Mientras Donald Manuel López Trump dicen querer cambiar las reglas para beneficiar a las mayorías, construyen nuevas hegemonías que erosionan las capacidades de las democracias de México y Estados Unidos: Trump se salta a su congreso para cumplir una promesa de campaña y AMLO deslegitima la crítica. Y esto es grave: los hegemonismos populistas —vean a América Latina— pretenden perpetuarse pues saben que las tensiones que inflaron puede significar el ojo por ojo en un eventual recambio.
Siempre es necesaria una agenda que mejore a las naciones, pero su consagración electoral, mayoritaria o no, jamás es un cheque en blanco. Por el contrario, si ambos presidentes son los chicos más listos de la clase, deben ganar en el debate. Trump y AMLO tendrán que aceptar las diatribas de la derecha tradicional como los imprescindibles morterazos liberales. Así sean despiadados deben atender a los cuestionamientos, a la discusión argumentada y la demanda razonable: al gobierno de los mejores no se les debe tolerar mediocridad.

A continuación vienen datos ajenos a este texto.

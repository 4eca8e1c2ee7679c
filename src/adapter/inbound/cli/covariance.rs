//! Handler for the `covariance` command.

use serde_json::json;

use super::command::CovarianceArgs;
use super::{bet_ids, load_slate, output, settled_ids};
use crate::domain::CovarianceMatrix;
use crate::error::Result;
use crate::infrastructure::config::settings::Config;

/// Execute `covariance`.
///
/// Prints the raw matrix built from the slate's conditional structure,
/// before any positive semi-definite correction.
pub fn execute(_config: &Config, args: &CovarianceArgs) -> Result<()> {
    let loaded = load_slate(&args.slate)?;
    let ids = match bet_ids(&args.bets) {
        ids if ids.is_empty() => loaded.graph.bet_ids(),
        ids => ids,
    };
    let matrix = loaded.graph.covariance_matrix(&ids)?;

    if output::is_json() {
        output::json_output(&json!({
            "command": "covariance",
            "settled": settled_ids(&loaded),
            "bets": matrix.ids(),
            "matrix": matrix.rows(),
            "min_eigenvalue": finite_or_null(matrix.min_eigenvalue()),
        }));
        return Ok(());
    }

    output::header(env!("CARGO_PKG_VERSION"));
    output::section("Covariance");
    if matrix.is_empty() {
        output::note("no bets selected");
        return Ok(());
    }

    print_matrix(&matrix);
    let min = matrix.min_eigenvalue();
    output::field("Min eigenvalue", format!("{min:.6}"));
    if min < 0.0 {
        output::warning("matrix is not positive semi-definite; sizing applies an eigenvalue floor");
    }
    Ok(())
}

fn print_matrix(matrix: &CovarianceMatrix) {
    let mut header = vec![String::new()];
    header.extend(matrix.ids().iter().map(ToString::to_string));

    let rows = matrix
        .ids()
        .iter()
        .zip(matrix.rows())
        .map(|(id, row)| {
            let mut cells = vec![id.to_string()];
            cells.extend(row.iter().map(|v| format!("{v:.4}")));
            cells
        })
        .collect();

    output::grid(header, rows);
}

fn finite_or_null(value: f64) -> Option<f64> {
    value.is_finite().then_some(value)
}
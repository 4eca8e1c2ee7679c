//! Frank-Wolfe maximization of the growth objective.
//!
//! The feasible region is a polytope (box bounds plus linear exposure caps),
//! so each iteration only needs a linear oracle:
//!
//! ```text
//! s = argmax_{s in P} <∇g(f), s>
//! ```
//!
//! which the [`Solver`] port answers as `min <-∇g(f), s>`. The iterate moves
//! toward `s` with an exact line search; since `g` is concave the slope along
//! the segment is decreasing and bisection on it finds the best step. The
//! Frank-Wolfe gap `<∇g(f), s - f>` bounds the suboptimality and serves as
//! the stopping criterion.

use super::growth::{dot, GrowthObjective};
use crate::error::SolverError;
use crate::port::outbound::solver::{LpProblem, Solver};

const LINE_SEARCH_STEPS: usize = 60;

/// Configuration for the Frank-Wolfe loop.
#[derive(Debug, Clone, PartialEq)]
pub struct FrankWolfeConfig {
    /// Maximum number of oracle calls.
    pub max_iterations: usize,
    /// Stop once the Frank-Wolfe gap falls below this.
    pub tolerance: f64,
}

impl Default for FrankWolfeConfig {
    fn default() -> Self {
        Self {
            max_iterations: 200,
            tolerance: 1e-7,
        }
    }
}

/// Output of a Frank-Wolfe run.
#[derive(Debug, Clone, PartialEq)]
pub struct FrankWolfeResult {
    pub fractions: Vec<f64>,
    /// Final Frank-Wolfe gap.
    pub gap: f64,
    pub iterations: usize,
    pub converged: bool,
}

#[derive(Debug, Clone)]
pub struct FrankWolfe {
    config: FrankWolfeConfig,
}

impl FrankWolfe {
    #[must_use]
    pub const fn new(config: FrankWolfeConfig) -> Self {
        Self { config }
    }

    #[must_use]
    pub const fn config(&self) -> &FrankWolfeConfig {
        &self.config
    }

    /// Maximize `objective` over the region described by `region`.
    ///
    /// Starts from `f = 0`, which is feasible for every region the optimizer
    /// builds. The objective coefficients of `region` are ignored.
    ///
    /// # Errors
    ///
    /// Returns [`SolverError::NotOptimal`] if the oracle does not report an
    /// optimal vertex, [`SolverError::NonFinite`] if the gradient or vertex
    /// contains NaN or infinity, and any backend error unchanged.
    pub fn maximize(
        &self,
        objective: &GrowthObjective,
        region: &LpProblem,
        solver: &dyn Solver,
    ) -> Result<FrankWolfeResult, SolverError> {
        let n = objective.dim();
        let mut f = vec![0.0; n];
        if n == 0 {
            return Ok(FrankWolfeResult {
                fractions: f,
                gap: 0.0,
                iterations: 0,
                converged: true,
            });
        }

        let mut gap = f64::INFINITY;
        let mut iterations = 0;

        for _ in 0..self.config.max_iterations {
            iterations += 1;

            let grad = objective.gradient(&f);
            if !all_finite(&grad) {
                return Err(SolverError::NonFinite);
            }

            let oracle = region.with_objective(grad.iter().map(|g| -g).collect());
            let solution = solver.solve_lp(&oracle)?;
            if !solution.is_optimal() {
                return Err(SolverError::NotOptimal(solution.status));
            }
            let s = solution.values;
            if s.len() != n || !all_finite(&s) {
                return Err(SolverError::NonFinite);
            }

            let direction: Vec<f64> = s.iter().zip(&f).map(|(si, fi)| si - fi).collect();
            gap = dot(&grad, &direction);
            if gap < self.config.tolerance {
                break;
            }

            let gamma = line_search(objective, &f, &direction);
            for (fi, di) in f.iter_mut().zip(&direction) {
                *fi += gamma * di;
            }
        }

        if !all_finite(&f) {
            return Err(SolverError::NonFinite);
        }

        Ok(FrankWolfeResult {
            fractions: f,
            gap,
            iterations,
            converged: gap < self.config.tolerance,
        })
    }
}

/// Best step in [0, 1] along `d` by bisection on the directional derivative.
fn line_search(objective: &GrowthObjective, f: &[f64], d: &[f64]) -> f64 {
    let slope = |gamma| objective.directional_derivative(f, d, gamma);

    if slope(1.0) >= 0.0 {
        return 1.0;
    }

    let (mut lo, mut hi) = (0.0, 1.0);
    for _ in 0..LINE_SEARCH_STEPS {
        let mid = 0.5 * (lo + hi);
        if slope(mid) > 0.0 {
            lo = mid;
        } else {
            hi = mid;
        }
    }
    0.5 * (lo + hi)
}

fn all_finite(values: &[f64]) -> bool {
    values.iter().all(|v| v.is_finite())
}
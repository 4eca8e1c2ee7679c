//! Domain identifier types with proper encapsulation.

use std::fmt;

use serde::{Deserialize, Serialize};

/// Bet identifier - newtype for type safety.
///
/// The inner String is private to ensure all construction goes through
/// the defined constructors.
#[derive(Debug, Clone, PartialEq, Eq, PartialOrd, Ord, Hash, Serialize, Deserialize)]
#[serde(transparent)]
pub struct BetId(String);

impl BetId {
    /// Create a new `BetId` from a string.
    pub fn new(id: impl Into<String>) -> Self {
        Self(id.into())
    }

    /// Get the bet ID as a string slice.
    #[must_use]
    pub fn as_str(&self) -> &str {
        &self.0
    }
}

impl fmt::Display for BetId {
    fn fmt(&self, f: &mut fmt::Formatter<'_>) -> fmt::Result {
        write!(f, "{}", self.0)
    }
}

impl From<String> for BetId {
    fn from(s: String) -> Self {
        Self::new(s)
    }
}

impl From<&str> for BetId {
    fn from(s: &str) -> Self {
        Self::new(s)
    }
}

/// Event (game) identifier - bets sharing one are grouped for exposure caps.
#[derive(Debug, Clone, PartialEq, Eq, PartialOrd, Ord, Hash, Serialize, Deserialize)]
#[serde(transparent)]
pub struct EventId(String);

impl EventId {
    /// Create a new `EventId` from a string.
    pub fn new(id: impl Into<String>) -> Self {
        Self(id.into())
    }

    /// Get the event ID as a string slice.
    #[must_use]
    pub fn as_str(&self) -> &str {
        &self.0
    }
}

impl fmt::Display for EventId {
    fn fmt(&self, f: &mut fmt::Formatter<'_>) -> fmt::Result {
        write!(f, "{}", self.0)
    }
}

impl From<String> for EventId {
    fn from(s: String) -> Self {
        Self::new(s)
    }
}

impl From<&str> for EventId {
    fn from(s: &str) -> Self {
        Self::new(s)
    }
}

/// Unique identifier for a relationship between two bets.
///
/// Generated as UUID v4 for new relationships, or constructed from
/// an existing string when loaded from a slate.
#[derive(Debug, Clone, PartialEq, Eq, Hash, Serialize, Deserialize)]
#[serde(transparent)]
pub struct RelationshipId(String);

impl RelationshipId {
    /// Create a new `RelationshipId` with a generated UUID.
    #[must_use]
    pub fn new() -> Self {
        Self(uuid::Uuid::new_v4().to_string())
    }

    /// Get the relationship ID as a string slice.
    #[must_use]
    pub fn as_str(&self) -> &str {
        &self.0
    }
}

impl Default for RelationshipId {
    fn default() -> Self {
        Self::new()
    }
}

impl fmt::Display for RelationshipId {
    fn fmt(&self, f: &mut fmt::Formatter<'_>) -> fmt::Result {
        write!(f, "{}", self.0)
    }
}

impl From<String> for RelationshipId {
    fn from(s: String) -> Self {
        Self(s)
    }
}
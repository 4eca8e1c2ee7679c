//! HiGHS solver implementation via good_lp.
//!
//! HiGHS is a high-performance open-source linear programming solver. This
//! implementation wraps it using the good_lp crate for ergonomic Rust usage
//! and answers the Frank-Wolfe oracle's vertex queries.

use good_lp::solvers::highs::highs;
use good_lp::{
    constraint, variable, variables, Expression, ResolutionError, Solution, SolverModel,
};
use tracing::trace;

use crate::domain::ConstraintSense;
use crate::error::SolverError;
use crate::port::outbound::solver::{LpProblem, LpSolution, SolutionStatus, Solver};

/// HiGHS-based LP solver.
#[derive(Debug, Default, Clone)]
pub struct HiGHSSolver;

impl HiGHSSolver {
    /// Create a new HiGHS solver instance.
    #[must_use]
    pub fn new() -> Self {
        Self
    }
}

impl Solver for HiGHSSolver {
    fn name(&self) -> &'static str {
        "highs"
    }

    fn solve_lp(&self, problem: &LpProblem) -> Result<LpSolution, SolverError> {
        let n = problem.num_vars();

        if n == 0 {
            return Ok(LpSolution {
                values: vec![],
                objective: 0.0,
                status: SolutionStatus::Optimal,
            });
        }

        let mut vars = variables!();
        let mut var_list = Vec::with_capacity(n);

        for bounds in &problem.bounds {
            let mut v = variable();
            if let Some(lb) = bounds.lower {
                v = v.min(lb);
            }
            if let Some(ub) = bounds.upper {
                v = v.max(ub);
            }
            var_list.push(vars.add(v));
        }

        let objective: Expression = var_list
            .iter()
            .zip(&problem.objective)
            .map(|(v, &c)| c * *v)
            .sum();

        let mut model = vars.minimise(&objective).using(highs);

        for constr in &problem.constraints {
            let lhs: Expression = var_list
                .iter()
                .zip(&constr.coefficients)
                .map(|(v, &c)| c * *v)
                .sum();
            let rhs = constr.rhs;

            model = match constr.sense {
                ConstraintSense::GreaterEqual => model.with(constraint!(lhs >= rhs)),
                ConstraintSense::LessEqual => model.with(constraint!(lhs <= rhs)),
                ConstraintSense::Equal => model.with(constraint!(lhs == rhs)),
            };
        }

        match model.solve() {
            Ok(solution) => {
                let values: Vec<f64> = var_list.iter().map(|v| solution.value(*v)).collect();
                let objective = values
                    .iter()
                    .zip(&problem.objective)
                    .map(|(x, c)| x * c)
                    .sum();
                trace!(vars = n, objective, "highs solved");

                Ok(LpSolution {
                    values,
                    objective,
                    status: SolutionStatus::Optimal,
                })
            }
            Err(ResolutionError::Infeasible) => Ok(unsolved(n, SolutionStatus::Infeasible)),
            Err(ResolutionError::Unbounded) => Ok(unsolved(n, SolutionStatus::Unbounded)),
            Err(other) => Err(SolverError::Backend(other.to_string())),
        }
    }
}

fn unsolved(n: usize, status: SolutionStatus) -> LpSolution {
    LpSolution {
        values: vec![0.0; n],
        objective: 0.0,
        status,
    }
}

#[cfg(test)]
mod tests {
    use super::*;
    use crate::domain::{Constraint, VariableBounds};

    #[test]
    fn test_solver_name() {
        assert_eq!(HiGHSSolver::new().name(), "highs");
    }

    #[test]
    fn test_simple_lp() {
        // Minimize: x + y
        // Subject to: x + y >= 1
        //            x, y >= 0
        let problem = LpProblem {
            objective: vec![1.0, 1.0],
            constraints: vec![Constraint::geq(vec![1.0, 1.0], 1.0)],
            bounds: vec![VariableBounds::non_negative(); 2],
        };

        let solution = HiGHSSolver::new().solve_lp(&problem).unwrap();

        assert!(solution.is_optimal());
        let sum: f64 = solution.values.iter().sum();
        assert!((sum - 1.0).abs() < 1e-6, "Sum should be ~1, got {sum}");
    }

    #[test]
    fn test_sizing_vertex() {
        // Maximize 3a + 2b + c under a 0.05 box, 0.08 budget and a shared
        // event cap of 0.06 on a and b.
        let mut problem = LpProblem::new(3).with_objective(vec![-3.0, -2.0, -1.0]);
        problem.bounds = vec![VariableBounds::bounded(0.0, 0.05); 3];
        problem.constraints = vec![
            Constraint::leq(vec![1.0, 1.0, 1.0], 0.08),
            Constraint::subset_leq(3, &[0, 1], 0.06),
        ];

        let solution = HiGHSSolver::new().solve_lp(&problem).unwrap();

        assert!(solution.is_optimal());
        assert!((solution.values[0] - 0.05).abs() < 1e-6);
        assert!((solution.values[1] - 0.01).abs() < 1e-6);
        assert!((solution.values[2] - 0.02).abs() < 1e-6);
        assert!(problem.is_feasible(&solution.values, 1e-6));
    }

    #[test]
    fn test_equality_constraint() {
        // Minimize: x
        // Subject to: x + y = 2
        let problem = LpProblem {
            objective: vec![1.0, 0.0],
            constraints: vec![Constraint::eq(vec![1.0, 1.0], 2.0)],
            bounds: vec![VariableBounds::non_negative(); 2],
        };

        let solution = HiGHSSolver::new().solve_lp(&problem).unwrap();

        assert!(solution.is_optimal());
        assert!(solution.values[0].abs() < 1e-6);
        assert!((solution.values[1] - 2.0).abs() < 1e-6);
    }

    #[test]
    fn test_infeasible_reports_status() {
        let problem = LpProblem {
            objective: vec![1.0],
            constraints: vec![Constraint::geq(vec![1.0], 2.0)],
            bounds: vec![VariableBounds::bounded(0.0, 1.0)],
        };

        let solution = HiGHSSolver::new().solve_lp(&problem).unwrap();

        assert!(!solution.is_optimal());
    }

    #[test]
    fn test_empty_problem() {
        let solution = HiGHSSolver::new().solve_lp(&LpProblem::new(0)).unwrap();
        assert!(solution.is_optimal());
        assert!(solution.values.is_empty());
    }
}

Si Donald Manuel López Trump creen que son la encarnación de la salvación de sus naciones, han de aprender que un estadista tiene la piel de un rinoceronte. Y que los personalismos no producen cambios sostenibles. Si quieren salvar a Estados Unidos y transformar a México, su camino debiera ser el más aburrido de todos: el lento, imperfecto y agridulce escenario de las negociaciones institucionales, la inevitable convivencia con los otros, el farragoso —pero imprescindible— proceso de construcción de consensos. Si en cambio tiran de sus tácticas mesiánicas, la derrota —de ellos y de todos— es más cercana.